If you’ve ever worked in a retail brand, you’ll know the tension: merchandising lives under a microscope, while marketing often seems to escape with little more than a raised eyebrow. Merch has to justify every decimal point of margin, every missed size curve, every unit that didn’t sell. Marketing can drop a million pounds on a glossy campaign and, unless sales tank, rarely has to show a spreadsheet proving what it actually delivered.
The imbalance isn’t just frustrating, it’s bad for business.
Heroes vs. Dogs (and Heroes vs. Heroes)
Marketing loves a hero product. The piece everyone knows, the one that looks good on a billboard, the one they can build a campaign narrative around. Merch doesn’t hate the heroes, but they’re rarely the problem. The real challenge is the stock sitting in the warehouse, the colourway that missed the trend, the seasonal piece with a short window to sell, the product backed in volume that isn’t moving.
That’s where marketing’s weight makes the biggest difference. A social push, gifting, or a clever VM shift can stop those styles from drifting straight into markdown. Merch will flag what needs the help - the “what” - but the “how” should come from marketing.
There’s also a deeper mismatch: a merch “hero” and a marketing “hero” aren’t always the same thing. For merch, the hero is the big buy, the product backed in units, pushed into all stores, expected to drive sales. For marketing, the hero is often the image-driving piece that defines the campaign. Both matter, but confusing the two is where things fall down. Campaigns that centre on product with shallow stock end up frustrating teams and customers alike. Sometimes that’s fine, selling out of a limited piece can create demand, but marketing also needs to know where the real volume sits.
Visibility Matters
Merch works with reality. If a drop is missing half its key styles, they usually know about it weeks in advance. The problem is: that visibility doesn’t always make it through. Delivery schedules often live in sprawling spreadsheets that are unclear, static, and out of date before anyone opens them. Ownership varies between logistics, supply chain, and merch, but in practice it’s merch and buying who end up consolidating the issues.

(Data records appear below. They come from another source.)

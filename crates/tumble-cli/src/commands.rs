//! CLI command implementations.

use std::error::Error;
use std::path::{Path, PathBuf};

use glam::DVec3;
use tumble_bench::metrics::BenchmarkMetrics;
use tumble_bench::runner::BenchmarkRunner;
use tumble_bench::scenarios::{Scenario, ScenarioKind};
use tumble_contact::StepIntegrator;
use tumble_debug::hooks::{TickInspector, TrajectoryRecorder};
use tumble_debug::snapshot::TickSnapshot;
use tumble_scene::generators::floor_quad;
use tumble_scene::{SceneFile, StaticScene};
use tumble_solver::{BodyState, ControlInput, PhysicsProfile, SimConfig};
use tumble_telemetry::{CountingSink, EventBus, PhysicsEvent, TracingSink, VecSink};
use tumble_types::BodyId;

type CliResult = Result<(), Box<dyn Error>>;

/// Options of `tumble simulate`.
pub struct SimulateArgs {
    pub config: Option<PathBuf>,
    pub scene: Option<PathBuf>,
    pub ticks: u32,
    pub profile: Option<String>,
    pub start: Vec<f64>,
    pub forward: f64,
    pub snapshot: Option<PathBuf>,
    pub events: Option<PathBuf>,
    pub trace_events: bool,
}

fn default_scene() -> Result<StaticScene, Box<dyn Error>> {
    let mut scene = StaticScene::new();
    scene.add_object(false, None, &[floor_quad(50.0, 0.0)])?;
    Ok(scene)
}

/// Run a simulation of one body.
pub fn simulate(args: &SimulateArgs) -> CliResult {
    println!("tumble simulation");
    println!("─────────────────");

    let mut config = match &args.config {
        Some(path) => SimConfig::load(path)?,
        None => SimConfig::default(),
    };
    if let Some(name) = &args.profile {
        config.profile = name.parse::<PhysicsProfile>()?;
    }
    let mut scene = match &args.scene {
        Some(path) => SceneFile::load(path)?.build()?,
        None => default_scene()?,
    };
    let [x, y, z] = args.start[..] else {
        return Err("--start needs exactly three values".into());
    };

    println!("Profile:  {}", config.profile);
    println!("Tick:     {}s", config.tick);
    println!("Scene:    {} objects, {} polygons", scene.object_count(), scene.polygon_count());
    println!();

    let mut bus = EventBus::new();
    let counts = CountingSink::new();
    bus.add_sink(Box::new(counts.clone()));
    if args.trace_events {
        bus.add_sink(Box::new(TracingSink::new()));
    }
    let recorded = args.events.as_ref().map(|_| VecSink::new());
    if let Some(sink) = &recorded {
        bus.add_sink(Box::new(sink.clone()));
    }

    tracing::debug!(ticks = args.ticks, profile = %config.profile, "starting simulation");
    let mut integrator = StepIntegrator::new(config.clone())?;
    // Id 0 is the simulated body; scene spheres start at 1.
    let mut body = BodyState::new(BodyId(0), &config.body, DVec3::new(x, y, z));
    let input = ControlInput::forward(args.forward.clamp(-1.0, 1.0));
    let mut trajectory = TrajectoryRecorder::new();

    for tick in 0..u64::from(args.ticks) {
        trajectory.on_tick_begin(tick, &body);
        let outcome = integrator.advance(&mut body, &input, &mut scene);
        trajectory.on_tick_end(&body, &outcome);
        bus.emit_all(outcome.events);
        bus.flush();
        scene.advance_platforms(config.tick);
    }
    trajectory.on_run_end();
    bus.finish();

    println!("Final position:  {:.4?}", body.position.to_array());
    println!("Final velocity:  {:.4?}", body.velocity.to_array());
    println!("Max speed:       {:.4}", trajectory.max_speed());
    if let Some(lowest) = trajectory.min_height(-body.gravity_dir) {
        println!("Lowest height:   {lowest:.4}");
    }
    println!("Bounces:         {}", counts.count("bounce"));
    println!("Jumps:           {}", counts.count("jump"));
    println!("Capped ticks:    {}", counts.count("substep_cap"));

    if let (Some(path), Some(sink)) = (&args.events, &recorded) {
        let events = sink.events();
        std::fs::write(path, events_to_json_lines(&events)?)?;
        println!("{} events written to: {}", events.len(), path.display());
    }

    if let Some(path) = &args.snapshot {
        let snapshot = TickSnapshot::capture(integrator.ticks(), config.tick, &[body]);
        std::fs::write(path, snapshot.to_bytes()?)?;
        println!("Snapshot written to: {}", path.display());
    }

    Ok(())
}

fn events_to_json_lines(events: &[PhysicsEvent]) -> Result<String, serde_json::Error> {
    let mut out = String::new();
    for event in events {
        out.push_str(&serde_json::to_string(event)?);
        out.push('\n');
    }
    Ok(out)
}

/// Run benchmark suite.
pub fn benchmark(scenario_name: &str, output_path: Option<&Path>) -> CliResult {
    println!("tumble benchmark suite");
    println!("══════════════════════");
    println!();

    let scenarios: Vec<ScenarioKind> = if scenario_name == "all" {
        ScenarioKind::all().to_vec()
    } else {
        vec![scenario_name.parse()?]
    };

    let mut all_metrics = Vec::new();
    for &kind in &scenarios {
        let scenario = Scenario::from_kind(kind)?;
        println!(
            "Running: {} ({} bodies, {} polygons, {} ticks)",
            kind,
            scenario.bodies.len(),
            scenario.scene.polygon_count(),
            scenario.ticks,
        );

        let metrics = BenchmarkRunner::run(scenario).map_err(|e| format!("Benchmark failed: {e}"))?;
        tracing::debug!(scenario = %kind, wall_time = metrics.total_wall_time, "benchmark finished");

        println!("  Wall time:     {:.3}s", metrics.total_wall_time);
        println!("  Avg tick:      {:.3}ms", metrics.avg_tick_time * 1000.0);
        println!("  Avg substeps:  {:.2}", metrics.avg_substeps);
        println!("  Bounces:       {}", metrics.bounces);
        println!("  Final KE:      {:.6e}", metrics.final_kinetic_energy);
        println!();

        all_metrics.push(metrics);
    }

    let csv = BenchmarkMetrics::to_csv(&all_metrics);
    if let Some(path) = output_path {
        std::fs::write(path, &csv)?;
        println!("Results written to: {}", path.display());
    } else {
        println!("CSV Output:");
        println!("{csv}");
    }

    Ok(())
}

/// Inspect a state snapshot.
pub fn inspect(path: &Path) -> CliResult {
    println!("tumble snapshot inspector");
    println!("─────────────────────────");
    println!();

    let data = std::fs::read(path)?;
    let snapshot = TickSnapshot::from_bytes(&data)?;

    println!("Tick:         {}", snapshot.tick);
    println!("Sim time:     {:.4}s", snapshot.sim_time);
    println!("Bodies:       {}", snapshot.bodies.len());
    for body in &snapshot.bodies {
        println!(
            "  body {:>3}  r={:.3}  m={:.4}  pos={:.4?}  vel={:.4?}  |omega|={:.4}",
            body.id.0,
            body.radius,
            body.mass,
            body.position.to_array(),
            body.velocity.to_array(),
            body.omega.length(),
        );
    }

    Ok(())
}

/// Validate a config or scene file.
pub fn validate(path: &Path) -> CliResult {
    println!("tumble validator");
    println!("────────────────");
    println!();

    match path.extension().and_then(|e| e.to_str()) {
        Some("toml") => {
            println!("Validating config: {}", path.display());
            let config = SimConfig::load(path)?;
            println!("✅ Config is valid (profile {}, tick {}s).", config.profile, config.tick);
        }
        Some("json") => {
            println!("Validating scene: {}", path.display());
            match SceneFile::load(path)?.build() {
                Ok(scene) => println!(
                    "✅ Scene is valid ({} objects, {} polygons, {} platforms).",
                    scene.object_count(),
                    scene.polygon_count(),
                    scene.platforms().len()
                ),
                Err(e) => println!("❌ Scene validation failed: {e}"),
            }
        }
        _ => println!("Unsupported file format. Use .toml (config) or .json (scene)."),
    }

    Ok(())
}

Marketing doesn’t need every column and code; they need a clear, visual view of what’s in and what’s out. If a campaign launches around a summer drop, which pieces are definitely landing, which are late, and which might not show at all? Without that, you end up with ads pushing product that’s stuck in a warehouse.
The fix doesn’t have to be complex. Simplifying delivery reporting into something visual and digestible makes collaboration possible. Everyone, marketing, merch, VM, needs the latest view of reality.
Space for Reactivity
Too often, marketing calendars are locked to pre-season “heroes.” But trade doesn’t play by the calendar. Some buys don’t land, others overperform, and many sit in the grey area in between; good quantities, limited window to sell, stock waiting in the warehouse.
That’s where reactive space matters. Marketing needs to leave room in the season to respond to merch insights: the pieces underperforming, the swimwear that isn’t shifting, the sandals that should have flown but didn’t. The earlier those insights reach marketing, the more options they have, before it all slides into markdown.
Scrutiny Without Balance
When merch misses a size curve or overbuys a style, the questions come thick and fast: Why did you buy this much? Why didn’t you have that size? Why is margin down by 0.1%? Meanwhile, marketing can commission a high-profile shoot, burn through a budget, and move on without anyone really tracing ROI. Merch doesn’t necessarily want marketing hauled over the same coals, they just want accountability to be balanced.
Collaboration, Not Silos
Selling product is messy. Deliveries slip, fabrics change, bets don’t land. Merch, buying, marketing, VM, they all feel the consequences. But too often, marketing decides its narrative in isolation, ignoring the rest.
Collaboration isn’t merch running campaigns, it’s merch providing the reality of stock, and marketing using its influence where it counts. It’s VM and marketing working from the same playbook, so the store flip doesn’t go live missing half the product. It’s creating enough flex to react in-season, not pretending everything can be pre-scripted months in advance.
Final Thought
Merch doesn’t want marketing to do their job. They want marketing to use its weight in the right places, to support the products that need it, to align with reality rather than the campaign deck. When the two functions work in sync, you don’t just sell the easy wins, you protect margins, move stock, and build resilience. That’s what merch wishes marketing understood.